**Work instruction:** Determine how many lines in the records include "InvalidType". Write the number and nothing more.

**Record excerpts:**
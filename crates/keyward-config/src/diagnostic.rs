// SPDX-FileCopyrightText: 2026 Keyward Contributors
// SPDX-License-Identifier: MIT OR Apache-2.0

//! Turns Figment extraction failures into miette diagnostics.
//!
//! Unknown keys get a "did you mean" suggestion based on Jaro-Winkler
//! similarity and, when the offending file is known, a labelled source span.

#![allow(unused_assignments)] // miette's Diagnostic derive generates code triggering this lint

use miette::{Diagnostic, NamedSource, SourceSpan};
use thiserror::Error;

/// Minimum similarity for a suggestion; catches `idle_timeout_sec` -> `idle_timeout_secs`.
const SUGGESTION_THRESHOLD: f64 = 0.75;

/// A configuration problem ready for rendering.
#[derive(Debug, Error, Diagnostic)]
pub enum ConfigError {
    /// A key that no section recognizes.
    #[error("unknown configuration key `{key}`")]
    #[diagnostic(
        code(keyward::config::unknown_key),
        help("{}", unknown_key_help(suggestion.as_deref(), valid_keys))
    )]
    UnknownKey {
        /// The unrecognized key name.
        key: String,
        /// Closest valid key, if any is similar enough.
        suggestion: Option<String>,
        /// Comma-separated keys valid in the same section.
        valid_keys: String,
        /// Where the key appears in its file.
        #[label("not a recognized key")]
        span: Option<SourceSpan>,
        /// The file the key came from.
        #[source_code]
        src: Option<NamedSource<String>>,
    },

    /// A value of the wrong type.
    #[error("invalid type for key `{key}`: {detail}")]
    #[diagnostic(code(keyward::config::invalid_type), help("expected {expected}"))]
    InvalidType {
        /// Dotted path of the offending key.
        key: String,
        /// What was found instead.
        detail: String,
        /// The type the key takes.
        expected: String,
    },

    /// A required key is absent.
    #[error("missing required key `{key}`")]
    #[diagnostic(code(keyward::config::missing_key))]
    MissingKey {
        /// Dotted path of the missing key.
        key: String,
    },

    /// A semantic check failed after deserialization.
    #[error("validation error: {message}")]
    #[diagnostic(code(keyward::config::validation))]
    Validation {
        /// Which setting is wrong and why.
        message: String,
    },

    /// Any other Figment failure, e.g. an unreadable file.
    #[error("configuration error: {0}")]
    #[diagnostic(code(keyward::config::other))]
    Other(String),
}

fn unknown_key_help(suggestion: Option<&str>, valid_keys: &str) -> String {
    match suggestion {
        Some(s) => format!("did you mean `{s}`? Valid keys: {valid_keys}"),
        None => format!("valid keys: {valid_keys}"),
    }
}

/// Convert every error contained in a `figment::Error`.
///
/// `toml_sources` holds `(path, content)` pairs used to resolve source spans.
pub fn figment_to_config_errors(
    err: figment::Error,
    toml_sources: &[(String, String)],
) -> Vec<ConfigError> {
    use figment::error::Kind;

    err.into_iter()
        .map(|error| {
            let path: Vec<String> = error.path.iter().map(|s| s.to_string()).collect();
            match &error.kind {
                Kind::UnknownField(field, expected) => {
                    let valid: Vec<&str> = expected.to_vec();
                    let (span, src) = locate(&error, &path, field, toml_sources);
                    ConfigError::UnknownKey {
                        key: field.clone(),
                        suggestion: suggest_key(field, &valid),
                        valid_keys: valid.join(", "),
                        span,
                        src,
                    }
                }
                Kind::MissingField(field) => ConfigError::MissingKey {
                    key: field.clone().into_owned(),
                },
                Kind::InvalidType(actual, expected) => ConfigError::InvalidType {
                    key: path.join("."),
                    detail: format!("found {actual}, expected {expected}"),
                    expected: expected.to_string(),
                },
                _ => ConfigError::Other(error.to_string()),
            }
        })
        .collect()
}

fn locate(
    error: &figment::error::Error,
    path: &[String],
    field: &str,
    toml_sources: &[(String, String)],
) -> (Option<SourceSpan>, Option<NamedSource<String>>) {
    let file = error
        .metadata
        .as_ref()
        .and_then(|m| m.source.as_ref())
        .and_then(|s| match s {
            figment::Source::File(p) => Some(p.display().to_string()),
            _ => None,
        });
    let Some((name, content)) = file
        .and_then(|file| toml_sources.iter().find(|(p, _)| *p == file))
        .or_else(|| (toml_sources.len() == 1).then(|| &toml_sources[0]))
    else {
        return (None, None);
    };
    match find_key_offset(content, path, field) {
        Some(offset) => (
            Some(SourceSpan::new(offset.into(), field.len())),
            Some(NamedSource::new(name, content.clone())),
        ),
        None => (None, None),
    }
}

/// Byte offset of `field` within the TOML table named by `path`.
///
/// Dotted tables such as `[codesign.legacy_group]` are matched by their full
/// header; top-level fields are searched from the start of the file.
pub fn find_key_offset(content: &str, path: &[String], field: &str) -> Option<usize> {
    let start = if path.is_empty() {
        0
    } else {
        let header = format!("[{}]", path.join("."));
        content.find(&header)? + header.len()
    };

    let mut offset = start;
    for line in content[start..].split_inclusive('\n') {
        let trimmed = line.trim_start();
        if trimmed.starts_with('[') && offset != start {
            return None;
        }
        if let Some(rest) = trimmed.strip_prefix(field)
            && rest.trim_start().starts_with('=')
        {
            return Some(offset + (line.len() - trimmed.len()));
        }
        offset += line.len();
    }
    None
}

/// Closest valid key above [`SUGGESTION_THRESHOLD`], if any.
pub fn suggest_key(unknown: &str, valid_keys: &[&str]) -> Option<String> {
    valid_keys
        .iter()
        .map(|key| (strsim::jaro_winkler(unknown, key), *key))
        .filter(|(score, _)| *score > SUGGESTION_THRESHOLD)
        .max_by(|a, b| a.0.total_cmp(&b.0))
        .map(|(_, key)| key.to_string())
}

/// Render diagnostics to stderr with miette's graphical handler.
pub fn render_errors(errors: &[ConfigError]) {
    let handler = miette::GraphicalReportHandler::new();
    for error in errors {
        let mut buf = String::new();
        if handler.render_report(&mut buf, error as &dyn Diagnostic).is_ok() {
            eprint!("{buf}");
        } else {
            eprintln!("Error: {error}");
        }
    }
}

#[cfg(test)]
mod tests {
    use super::*;

    #[test]
    fn suggests_close_key() {
        let valid = &["idle_timeout_secs", "lock_on_sleep", "system_keyfile"];
        assert_eq!(
            suggest_key("idle_timeout_sec", valid),
            Some("idle_timeout_secs".to_string())
        );
        assert_eq!(suggest_key("zzzzzz", valid), None);
    }

    #[test]
    fn finds_key_in_dotted_table() {
        let content = "[vault]\nthreshold = 1\n[codesign.legacy_group]\nthreshhold = 3\n";
        let path = vec!["codesign".to_string(), "legacy_group".to_string()];
        let offset = find_key_offset(content, &path, "threshhold").unwrap();
        assert_eq!(&content[offset..offset + 10], "threshhold");
    }

    #[test]
    fn does_not_leak_into_next_table() {
        let content = "[vault]\nlock_on_sleep = true\n[codesign]\nstray = 1\n";
        let path = vec!["vault".to_string()];
        assert_eq!(find_key_offset(content, &path, "stray"), None);
    }
}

**Problem solution:** 2